La voir tomber amoureuse de Graham contraste avec son mécontentement en tant que bureaucrate. Je l’ai lu en me demandant Est-ce que je la vois se faire engloutir par l’État ou était-elle déjà au départ ?

La toute première version de ce livre que j’ai écrite — elle était très passive. Il n’y avait pas tellement d’ambition. C’était quelqu’un qui était heureux de laisser les choses lui arriver, parce qu’elle ne voulait pas assumer trop de responsabilités. Mais bien sûr, cela ne semblait pas tout à fait normal pour quelqu’un qui occupe ce travail assez bien rémunéré et très puissant. Je pense donc qu’elle devait devenir une personne ambitieuse. Et elle a dû abandonner des morceaux d’elle-même pour se submerger dans l’État.

Peut-être que c’est juste moi, mais je pense parfois qu’une ambition extrême ou un désir extrême de contrôle ont tendance à entraîner une sorte de sublimation de soi dans le désir d’être au sommet. Il n’y a même pas vraiment de conception d’une personne contrôlant les autres ou votre relation avec les autres. C’est juste cette conception vide du pouvoir. Je pense qu’avoir beaucoup d’argent rend les gens un peu dingues. Je pense que beaucoup de pouvoir rend les gens un peu dingues.
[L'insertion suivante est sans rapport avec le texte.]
//! Backend wire shape of an event and its mapping to [`CalendarEvent`].

use serde::{Deserialize, Serialize};
use thiserror::Error;

use crate::error::ValidationError;
use crate::event::{CalendarEvent, Relation};
use crate::time::{parse_timestamp, to_canonical};

/// An event as the remote store sends and receives it.
#[derive(Debug, Clone, PartialEq, Default, Serialize, Deserialize)]
pub struct EventRecord {
    #[serde(default, skip_serializing_if = "Option::is_none")]
    pub id: Option<String>,
    pub subject: String,
    pub start_date_time: String,
    pub end_date_time: String,
    #[serde(default)]
    pub is_all_day_event: bool,
    #[serde(default, skip_serializing_if = "Option::is_none")]
    pub description: Option<String>,
    #[serde(default, skip_serializing_if = "Option::is_none")]
    pub who_id: Option<String>,
    #[serde(default, skip_serializing_if = "Option::is_none")]
    pub what_id: Option<String>,
    #[serde(default, skip_serializing_if = "Option::is_none")]
    pub owner: Option<Owner>,
}

/// Nested owner reference; only the display name is read.
#[derive(Debug, Clone, PartialEq, Default, Serialize, Deserialize)]
pub struct Owner {
    pub name: String,
}

/// Why a record coming back from the remote store was not accepted.
#[derive(Error, Debug, Clone, PartialEq, Eq)]
pub enum MappingError {
    #[error("record has no id")]
    MissingId,

    #[error("record {0} has both a who and a what reference")]
    ConflictingRelations(String),

    #[error("record {id}: {source}")]
    Invalid {
        id: String,
        #[source]
        source: ValidationError,
    },
}

impl TryFrom<EventRecord> for CalendarEvent {
    type Error = MappingError;

    fn try_from(record: EventRecord) -> Result<Self, Self::Error> {
        let id = record
            .id
            .filter(|id| !id.is_empty())
            .ok_or(MappingError::MissingId)?;

        let related_to = match (record.who_id, record.what_id) {
            (Some(_), Some(_)) => return Err(MappingError::ConflictingRelations(id)),
            (Some(who), None) => Some(Relation::Who(who)),
            (None, Some(what)) => Some(Relation::What(what)),
            (None, None) => None,
        };

        let invalid = |source| MappingError::Invalid {
            id: id.clone(),
            source,
        };

        // Records always carry UTC timestamps
        let start = parse_timestamp(&record.start_date_time, chrono_tz::UTC).map_err(invalid)?;
        let end = parse_timestamp(&record.end_date_time, chrono_tz::UTC).map_err(invalid)?;

        let event = CalendarEvent {
            id: Some(id.clone()),
            title: record.subject,
            start,
            end,
            all_day: record.is_all_day_event,
            description: record.description,
            related_to,
            owner_name: record.owner.map(|owner| owner.name),
        };
        event.validate().map_err(invalid)?;

        Ok(event)
    }
}

impl From<&CalendarEvent> for EventRecord {
    fn from(event: &CalendarEvent) -> Self {
        let (who_id, what_id) = match &event.related_to {
            Some(Relation::Who(id)) => (Some(id.clone()), None),
            Some(Relation::What(id)) => (None, Some(id.clone())),
            None => (None, None),
        };

        EventRecord {
            id: event.id.clone(),
            subject: event.title.clone(),
            start_date_time: to_canonical(&event.start),
            end_date_time: to_canonical(&event.end),
            is_all_day_event: event.all_day,
            description: event.description.clone(),
            who_id,
            what_id,
            owner: None,
        }
    }
}
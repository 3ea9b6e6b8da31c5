use std::sync::Arc;

use calsync_core::{EventSyncController, RemoteEventStore};
use tokio::sync::Mutex;

/// Shared application state
///
/// One controller per server: requests queue on the mutex, so operations
/// on the event list never interleave.
pub struct AppState<S> {
    pub controller: Arc<Mutex<EventSyncController<S>>>,
}

impl<S: RemoteEventStore> AppState<S> {
    pub fn new(controller: EventSyncController<S>) -> Self {
        AppState {
            controller: Arc::new(Mutex::new(controller)),
        }
    }
}

// Manual impl: deriving would require `S: Clone`
impl<S> Clone for AppState<S> {
    fn clone(&self) -> Self {
        AppState {
            controller: Arc::clone(&self.controller),
        }
    }
}
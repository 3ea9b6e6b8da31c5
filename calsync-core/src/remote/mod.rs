//! The remote event store: the backend of record for events.

pub mod memory;
pub mod protocol;
pub mod provider;

use std::collections::HashMap;

use async_trait::async_trait;
use serde::{Deserialize, Serialize};

use crate::error::RemoteCallFailure;
use crate::event::ScopeKind;
use crate::record::EventRecord;

pub use memory::{CallCounts, MemorySnapshot, MemoryStore};
pub use provider::Provider;

/// Backend operations the controller depends on.
///
/// Every call either succeeds or reports a [`RemoteCallFailure`]; there is
/// no cancellation once a call has been issued.
#[async_trait]
pub trait RemoteEventStore: Send + Sync {
    /// All events, or only those related to `scope_id`.
    async fn list(&self, scope_id: Option<&str>) -> Result<Vec<EventRecord>, RemoteCallFailure>;

    /// Persist a new event and return its generated id.
    async fn create(&self, record: &EventRecord) -> Result<String, RemoteCallFailure>;

    async fn update(&self, record: &EventRecord) -> Result<(), RemoteCallFailure>;

    async fn delete(&self, id: &str) -> Result<(), RemoteCallFailure>;

    /// Whether `scope_id` refers to a person or to some other record.
    async fn resolve_scope_kind(&self, scope_id: &str) -> Result<ScopeKind, RemoteCallFailure>;
}

/// Provider-specific settings, passed through to the provider untouched.
#[derive(Debug, Serialize, Deserialize, Clone, Default, PartialEq)]
pub struct RemoteConfig(pub HashMap<String, toml::Value>);

impl From<&RemoteConfig> for serde_json::Map<String, serde_json::Value> {
    fn from(config: &RemoteConfig) -> Self {
        config
            .0
            .iter()
            .filter_map(|(k, v)| serde_json::to_value(v).ok().map(|v| (k.clone(), v)))
            .collect()
    }
}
Il lisse une partie de leur lobe frontal.

C’est tellement drôle de vous parler de ce livre, parce que j’ai naturellement envie de m’orienter vers les grandes idées charnues, mais cela donne l’impression que cela semble plus sévère que l’expérience de le lire !

Je me dis toujours : oui, c’est une question d’impérialisme ! Et un traumatisme générationnel ! Et comme la nation anglaise est terrible ! Mais il s’agit aussi d’essayer d’amener l’homme victorien à donner un petit baiser à quelqu’un.

Le Ministère du Temps est désormais disponible partout où les livres sont vendus.